Exercise aim: Scan the data for "UserUpdate" and copy the lines it appears in.

Collected data:

════

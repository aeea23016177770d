//! CSV output with timestamped file names

use anyhow::{Context, Result};
use chrono::{DateTime, Local, TimeZone};
use csv::{Writer, WriterBuilder};
use serde::Serialize;
use std::fs::{self, File};
use std::path::{Path, PathBuf};

use super::RecordSink;
use crate::record::{ColumnFormulaRecord, DashboardWorksheetRecord, FolderRow};

/// File names of the two outputs for a run started at `timestamp`
pub fn output_file_names<Tz: TimeZone>(timestamp: &DateTime<Tz>) -> (String, String)
where
    Tz::Offset: std::fmt::Display,
{
    let stamp = timestamp.format("%Y%m%d_%H%M%S");
    (
        format!("datasource_dependencies_{}.csv", stamp),
        format!("dashboards_{}.csv", stamp),
    )
}

/// Writes column rows and dashboard rows to two CSV files
pub struct CsvSink {
    columns: Writer<File>,
    dashboards: Writer<File>,
    columns_path: PathBuf,
    dashboards_path: PathBuf,
}

impl CsvSink {
    /// Create both files in `output_dir`, stamped with the current local time
    pub fn create<P: AsRef<Path>>(output_dir: P) -> Result<Self> {
        Self::create_at(output_dir, &Local::now())
    }

    /// Create both files in `output_dir` (created if missing) and write their headers
    pub fn create_at<P: AsRef<Path>, Tz: TimeZone>(
        output_dir: P,
        timestamp: &DateTime<Tz>,
    ) -> Result<Self>
    where
        Tz::Offset: std::fmt::Display,
    {
        let output_dir = output_dir.as_ref();
        fs::create_dir_all(output_dir).with_context(|| {
            format!("Failed to create output directory: {}", output_dir.display())
        })?;

        let (columns_name, dashboards_name) = output_file_names(timestamp);
        let columns_path = output_dir.join(columns_name);
        let dashboards_path = output_dir.join(dashboards_name);

        let mut columns = open_table(&columns_path)?;
        columns.write_record(ColumnFormulaRecord::HEADERS)?;
        let mut dashboards = open_table(&dashboards_path)?;
        dashboards.write_record(DashboardWorksheetRecord::HEADERS)?;

        Ok(Self {
            columns,
            dashboards,
            columns_path,
            dashboards_path,
        })
    }

    pub fn columns_path(&self) -> &Path {
        &self.columns_path
    }

    pub fn dashboards_path(&self) -> &Path {
        &self.dashboards_path
    }
}

/// Headers are written explicitly since serde cannot name tuple fields
fn open_table(path: &Path) -> Result<Writer<File>> {
    WriterBuilder::new()
        .has_headers(false)
        .from_path(path)
        .with_context(|| format!("Failed to create {}", path.display()))
}

fn write_rows<R: Serialize>(
    writer: &mut Writer<File>,
    folder_path: &str,
    records: &[R],
) -> Result<()> {
    for record in records {
        writer.serialize(FolderRow(record, folder_path))?;
    }
    Ok(())
}

impl RecordSink for CsvSink {
    fn write_columns(&mut self, folder_path: &str, records: &[ColumnFormulaRecord]) -> Result<()> {
        write_rows(&mut self.columns, folder_path, records)
            .with_context(|| format!("Failed to write {}", self.columns_path.display()))
    }

    fn write_dashboards(
        &mut self,
        folder_path: &str,
        records: &[DashboardWorksheetRecord],
    ) -> Result<()> {
        write_rows(&mut self.dashboards, folder_path, records)
            .with_context(|| format!("Failed to write {}", self.dashboards_path.display()))
    }

    fn finish(&mut self) -> Result<()> {
        self.columns
            .flush()
            .with_context(|| format!("Failed to write {}", self.columns_path.display()))?;
        self.dashboards
            .flush()
            .with_context(|| format!("Failed to write {}", self.dashboards_path.display()))?;
        Ok(())
    }
}

#[cfg(test)]
mod tests {
    use super::*;
    use chrono::{NaiveDate, Utc};
    use tempfile::tempdir;

    fn fixed_time() -> DateTime<Utc> {
        NaiveDate::from_ymd_opt(2024, 3, 7)
            .unwrap()
            .and_hms_opt(9, 5, 1)
            .unwrap()
            .and_utc()
    }

    #[test]
    fn test_output_file_names() {
        let (columns, dashboards) = output_file_names(&fixed_time());
        assert_eq!(columns, "datasource_dependencies_20240307_090501.csv");
        assert_eq!(dashboards, "dashboards_20240307_090501.csv");
    }

    #[test]
    fn test_empty_run_writes_headers_only() {
        let dir = tempdir().unwrap();
        let out = dir.path().join("nested").join("out");
        let mut sink = CsvSink::create_at(&out, &fixed_time()).unwrap();
        sink.finish().unwrap();

        let columns = fs::read_to_string(sink.columns_path()).unwrap();
        assert_eq!(
            columns,
            "wb_name,ws_name,ds_id,col_caption,col_name,col_formula,folder_path\n"
        );
        let dashboards = fs::read_to_string(sink.dashboards_path()).unwrap();
        assert_eq!(dashboards, "wb_name,dash_name,ws_name,folder_path\n");
    }

    #[test]
    fn test_rows_are_appended_with_folder() {
        let dir = tempdir().unwrap();
        let mut sink = CsvSink::create_at(dir.path(), &fixed_time()).unwrap();

        let column = ColumnFormulaRecord {
            workbook_name: "a.twb".to_string(),
            worksheet_name: "Sheet 1".to_string(),
            datasource_id: "ds1".to_string(),
            column_caption: Some("Profit, net".to_string()),
            column_name: Some("Profit".to_string()),
            column_formula: Some("SUM([A]) - \"x\"".to_string()),
        };
        sink.write_columns("in/", &[column.clone()]).unwrap();
        sink.write_columns("in/sub/", &[column]).unwrap();

        let dashboard = DashboardWorksheetRecord {
            workbook_name: "a.twb".to_string(),
            dashboard_name: "Overview".to_string(),
            worksheet_name: None,
        };
        sink.write_dashboards("in/", &[dashboard]).unwrap();
        sink.finish().unwrap();

        let columns = fs::read_to_string(sink.columns_path()).unwrap();
        let lines: Vec<&str> = columns.lines().collect();
        assert_eq!(lines.len(), 3);
        assert_eq!(
            lines[1],
            r#"a.twb,Sheet 1,ds1,"Profit, net",Profit,"SUM([A]) - ""x""",in/"#
        );
        assert!(lines[2].ends_with(",in/sub/"));

        let dashboards = fs::read_to_string(sink.dashboards_path()).unwrap();
        assert_eq!(
            dashboards,
            "wb_name,dash_name,ws_name,folder_path\na.twb,Overview,,in/\n"
        );
    }
}
//! Configuration for workbook extraction runs

use anyhow::Result;
use encoding_rs::Encoding;
use log::LevelFilter;
use serde::{Deserialize, Serialize};
use std::fs;
use std::path::Path;

use crate::reader::resolve_encoding;

/// Default configuration file looked up in the working directory
pub const DEFAULT_CONFIG_FILE: &str = "twbextract.toml";

/// Main extraction configuration
#[derive(Debug, Clone, PartialEq, Eq, Serialize, Deserialize)]
#[serde(default)]
pub struct ExtractConfig {
    /// Text encoding label of the workbook files
    pub encoding: String,
    /// File name suffix (without the dot) of workbooks to scan
    pub extension: String,
    /// What to do when a workbook cannot be processed
    pub on_error: FailurePolicy,
    pub log_level: LogLevel,
}

impl ExtractConfig {
    /// Load configuration from a TOML file
    pub fn from_file<P: AsRef<Path>>(path: P) -> Result<Self> {
        let content = fs::read_to_string(path)?;
        let config: ExtractConfig = toml::from_str(&content)?;
        Ok(config)
    }

    /// Check values that TOML parsing alone cannot reject
    pub fn validate(&self) -> Result<()> {
        if resolve_encoding(&self.encoding).is_none() {
            anyhow::bail!("Configuration error: Unknown encoding '{}'", self.encoding);
        }
        if self.extension.trim_start_matches('.').is_empty() {
            anyhow::bail!("Configuration error: 'extension' must not be empty");
        }
        Ok(())
    }

    /// The configured encoding, failing on unknown labels
    pub fn encoding(&self) -> Result<&'static Encoding> {
        resolve_encoding(&self.encoding)
            .ok_or_else(|| anyhow::anyhow!("Unknown encoding '{}'", self.encoding))
    }

    /// File name suffix including the leading dot, e.g. ".twb"
    pub fn file_suffix(&self) -> String {
        format!(".{}", self.extension.trim_start_matches('.'))
    }
}

impl Default for ExtractConfig {
    fn default() -> Self {
        Self {
            encoding: "utf-8".to_string(),
            extension: "twb".to_string(),
            on_error: FailurePolicy::default(),
            log_level: LogLevel::default(),
        }
    }
}

/// Handling of a workbook that fails to load, parse or extract
#[derive(Debug, Clone, Copy, Default, PartialEq, Eq, Serialize, Deserialize)]
#[serde(rename_all = "lowercase")]
pub enum FailurePolicy {
    /// Log the failure and continue with the next file
    #[default]
    Skip,
    /// Stop the run at the first failure
    Abort,
}

#[derive(Debug, Clone, Copy, Default, PartialEq, Eq, Serialize, Deserialize)]
#[serde(rename_all = "lowercase")]
pub enum LogLevel {
    Off,
    Error,
    Warn,
    #[default]
    Info,
    Debug,
    Trace,
}

impl LogLevel {
    pub fn to_level_filter(self) -> LevelFilter {
        match self {
            LogLevel::Off => LevelFilter::Off,
            LogLevel::Error => LevelFilter::Error,
            LogLevel::Warn => LevelFilter::Warn,
            LogLevel::Info => LevelFilter::Info,
            LogLevel::Debug => LevelFilter::Debug,
            LogLevel::Trace => LevelFilter::Trace,
        }
    }
}

#[cfg(test)]
mod tests {
    use super::*;
    use tempfile::tempdir;

    #[test]
    fn test_defaults() {
        let config = ExtractConfig::default();
        assert_eq!(config.encoding().unwrap(), encoding_rs::UTF_8);
        assert_eq!(config.file_suffix(), ".twb");
        assert_eq!(config.on_error, FailurePolicy::Skip);
        assert_eq!(config.log_level.to_level_filter(), LevelFilter::Info);
        assert!(config.validate().is_ok());
    }

    #[test]
    fn test_partial_toml_keeps_defaults() {
        let config: ExtractConfig = toml::from_str(
            r#"
on_error = "abort"
encoding = "windows-1252"
"#,
        )
        .unwrap();
        assert_eq!(config.on_error, FailurePolicy::Abort);
        assert_eq!(config.encoding().unwrap(), encoding_rs::WINDOWS_1252);
        assert_eq!(config.extension, "twb");
        assert_eq!(config.log_level, LogLevel::Info);
    }

    #[test]
    fn test_from_file() {
        let dir = tempdir().unwrap();
        let path = dir.path().join(DEFAULT_CONFIG_FILE);
        fs::write(&path, "extension = \".twbx.xml\"\nlog_level = \"debug\"\n").unwrap();

        let config = ExtractConfig::from_file(&path).unwrap();
        assert_eq!(config.file_suffix(), ".twbx.xml");
        assert_eq!(config.log_level.to_level_filter(), LevelFilter::Debug);
    }

    #[test]
    fn test_validation() {
        let bad = ExtractConfig {
            encoding: "no-such-encoding".to_string(),
            ..ExtractConfig::default()
        };
        assert!(bad.validate().is_err());
        assert!(bad.encoding().is_err());

        let bad = ExtractConfig {
            extension: ".".to_string(),
            ..ExtractConfig::default()
        };
        assert!(bad.validate().is_err());

        assert!(toml::from_str::<ExtractConfig>("on_error = \"retry\"").is_err());
    }
}
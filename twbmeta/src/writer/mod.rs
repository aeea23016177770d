//! Record sinks receiving extracted rows one workbook at a time

mod csv_writer;

pub use csv_writer::{CsvSink, output_file_names};

use anyhow::Result;

use crate::record::{ColumnFormulaRecord, DashboardWorksheetRecord};

/// Destination of extracted records.
///
/// Each call appends the rows of one workbook, tagged with the folder it was
/// found in. `finish` is called once after the last workbook.
pub trait RecordSink {
    fn write_columns(&mut self, folder_path: &str, records: &[ColumnFormulaRecord]) -> Result<()>;
    fn write_dashboards(
        &mut self,
        folder_path: &str,
        records: &[DashboardWorksheetRecord],
    ) -> Result<()>;
    fn finish(&mut self) -> Result<()>;
}

/// Sink keeping every row in memory
#[derive(Debug, Clone, Default)]
pub struct MemorySink {
    /// Column rows with their folder path
    pub columns: Vec<(ColumnFormulaRecord, String)>,
    /// Dashboard rows with their folder path
    pub dashboards: Vec<(DashboardWorksheetRecord, String)>,
    pub finished: bool,
}

impl RecordSink for MemorySink {
    fn write_columns(&mut self, folder_path: &str, records: &[ColumnFormulaRecord]) -> Result<()> {
        self.columns.extend(
            records
                .iter()
                .map(|r| (r.clone(), folder_path.to_string())),
        );
        Ok(())
    }

    fn write_dashboards(
        &mut self,
        folder_path: &str,
        records: &[DashboardWorksheetRecord],
    ) -> Result<()> {
        self.dashboards.extend(
            records
                .iter()
                .map(|r| (r.clone(), folder_path.to_string())),
        );
        Ok(())
    }

    fn finish(&mut self) -> Result<()> {
        self.finished = true;
        Ok(())
    }
}
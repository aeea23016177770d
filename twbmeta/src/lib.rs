//! twbmeta: Core library for Tableau workbook metadata extraction
//!
//! Reads `.twb` workbook XML and pulls out the columns (with calculation
//! formulas) each worksheet uses per datasource, and the worksheets placed
//! on each dashboard.

pub mod batch;
pub mod config;
pub mod error;
pub mod extract;
pub mod reader;
pub mod record;
pub mod scan;
pub mod writer;

pub use batch::{BatchAborted, BatchReport, FileFailure, FileIssue, run_batch};
pub use config::{ExtractConfig, FailurePolicy};
pub use error::{ExtractError, StructureError, StructureIssue};
pub use extract::{WorkbookMetadata, extract_document, extract_workbook};
pub use record::{ColumnFormulaRecord, DashboardWorksheetRecord, FolderRow};
pub use writer::{CsvSink, MemorySink, RecordSink};
//! Scripted recommendation service shared by the integration tests.

use std::sync::{Arc, Mutex};

use async_trait::async_trait;

use advisor::api::{AdvisorApi, ApiError};
use advisor::config::Config;
use advisor::models::profile::{Grade, StudentProfile, Subject};
use advisor::models::rating::{NewRating, Rating};
use advisor::models::recommendation::{
    HistoryEntry, ModelMetrics, RecommendationRequest, RecommendationResult, ScoredItem,
};
use advisor::models::user::{
    ImageUpload, MessageResponse, NewUser, TokenResponse, UploadResponse, User, UserUpdate,
};
use advisor::session::MemoryTokenStore;
use advisor::state::AppState;

pub const TOKEN: &str = "integration-token";
pub const PASSWORD: &str = "hunter2";

#[derive(Default)]
pub struct ScriptedApi {
    pub requests: Mutex<Vec<RecommendationRequest>>,
    pub ratings: Mutex<Vec<Rating>>,
}

fn unauthorized() -> ApiError {
    ApiError::Api {
        status: 401,
        message: "Could not validate credentials".to_string(),
    }
}

fn check(token: &str) -> Result<(), ApiError> {
    if token == TOKEN {
        Ok(())
    } else {
        Err(unauthorized())
    }
}

fn item(id: i64, name: &str, score: f64) -> ScoredItem {
    ScoredItem {
        id: Some(id),
        name: name.to_string(),
        course_type: Some("Degree".to_string()),
        similarity_score: score,
        description: String::new(),
        reasoning: String::new(),
        job_applicability: String::new(),
        future_trends: String::new(),
        automation_risk: None,
    }
}

fn user() -> User {
    User {
        id: 1,
        username: "wanjiku".to_string(),
        email: "wanjiku@example.com".to_string(),
        profile_image_url: None,
        school_attended: None,
        id_birth_cert_number: None,
        phone_number: None,
    }
}

#[async_trait]
impl AdvisorApi for ScriptedApi {
    async fn exchange_credentials(
        &self,
        _username: &str,
        password: &str,
    ) -> Result<TokenResponse, ApiError> {
        if password != PASSWORD {
            return Err(unauthorized());
        }
        Ok(TokenResponse {
            access_token: TOKEN.to_string(),
            token_type: Some("bearer".to_string()),
        })
    }

    async fn register(&self, user: &NewUser) -> Result<User, ApiError> {
        Ok(User {
            username: user.username.clone(),
            email: user.email.clone(),
            ..self::user()
        })
    }

    async fn forgot_password(&self, _email: &str) -> Result<MessageResponse, ApiError> {
        Ok(MessageResponse {
            message: "sent".to_string(),
        })
    }

    async fn reset_password(
        &self,
        _reset_token: &str,
        _new_password: &str,
    ) -> Result<MessageResponse, ApiError> {
        Ok(MessageResponse {
            message: "reset".to_string(),
        })
    }

    async fn fetch_me(&self, token: &str) -> Result<User, ApiError> {
        check(token)?;
        Ok(user())
    }

    async fn update_me(&self, token: &str, _update: &UserUpdate) -> Result<User, ApiError> {
        check(token)?;
        Ok(user())
    }

    async fn upload_profile_image(
        &self,
        token: &str,
        _image: &ImageUpload,
    ) -> Result<UploadResponse, ApiError> {
        check(token)?;
        Ok(UploadResponse {
            url: "http://localhost:8000/static/u.png".to_string(),
        })
    }

    async fn recommend(
        &self,
        token: &str,
        request: &RecommendationRequest,
    ) -> Result<RecommendationResult, ApiError> {
        check(token)?;
        self.requests.lock().unwrap().push(request.clone());
        Ok(RecommendationResult {
            average_points: 8.6,
            profile_rating: "Strong Profile".to_string(),
            model_accuracy: 0.9,
            subject_grades_points: Vec::new(),
            courses: vec![item(11, "Bachelor of Medicine", 0.93)],
            careers: vec![item(12, "Doctor", 0.9)],
        })
    }

    async fn history(&self, token: &str) -> Result<Vec<HistoryEntry>, ApiError> {
        check(token)?;
        Ok(Vec::new())
    }

    async fn model_metrics(&self) -> Result<ModelMetrics, ApiError> {
        Ok(ModelMetrics::new())
    }

    async fn list_ratings(&self, token: &str) -> Result<Vec<Rating>, ApiError> {
        check(token)?;
        Ok(self.ratings.lock().unwrap().clone())
    }

    async fn create_rating(&self, token: &str, rating: &NewRating) -> Result<Rating, ApiError> {
        check(token)?;
        let mut ratings = self.ratings.lock().unwrap();
        let stored = Rating {
            id: ratings.len() as i64 + 1,
            recommendation_id: rating.recommendation_id,
            score: i64::from(rating.score),
            comment: Some(rating.comment.clone()),
        };
        ratings.push(stored.clone());
        Ok(stored)
    }
}

pub fn app(api: &Arc<ScriptedApi>) -> AppState {
    AppState::with_services(
        Config::default(),
        api.clone(),
        Arc::new(MemoryTokenStore::default()),
    )
    .unwrap()
}

/// Seven graded subjects with English chosen through the language selector.
pub fn complete_profile() -> StudentProfile {
    let mut profile = StudentProfile::default();
    profile.set_grade(Subject::Mathematics, Some(Grade::AMinus));
    profile.set_grade(Subject::Kiswahili, Some(Grade::B));
    profile.set_language_grade(Some(Grade::BPlus));
    profile.set_grade(Subject::Biology, Some(Grade::A));
    profile.set_grade(Subject::Chemistry, Some(Grade::AMinus));
    profile.set_grade(Subject::Geography, Some(Grade::B));
    profile.set_grade(Subject::ComputerStudies, Some(Grade::CPlus));
    profile.set_interests("Medicine, Research");
    profile
}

════

Task output:
    ImageUpload, MessageResponse, NewUser, TokenResponse, UploadResponse, User, UserUpdate,
    async fn update_me(&self, token: &str, _update: &UserUpdate) -> Result<User, ApiError> {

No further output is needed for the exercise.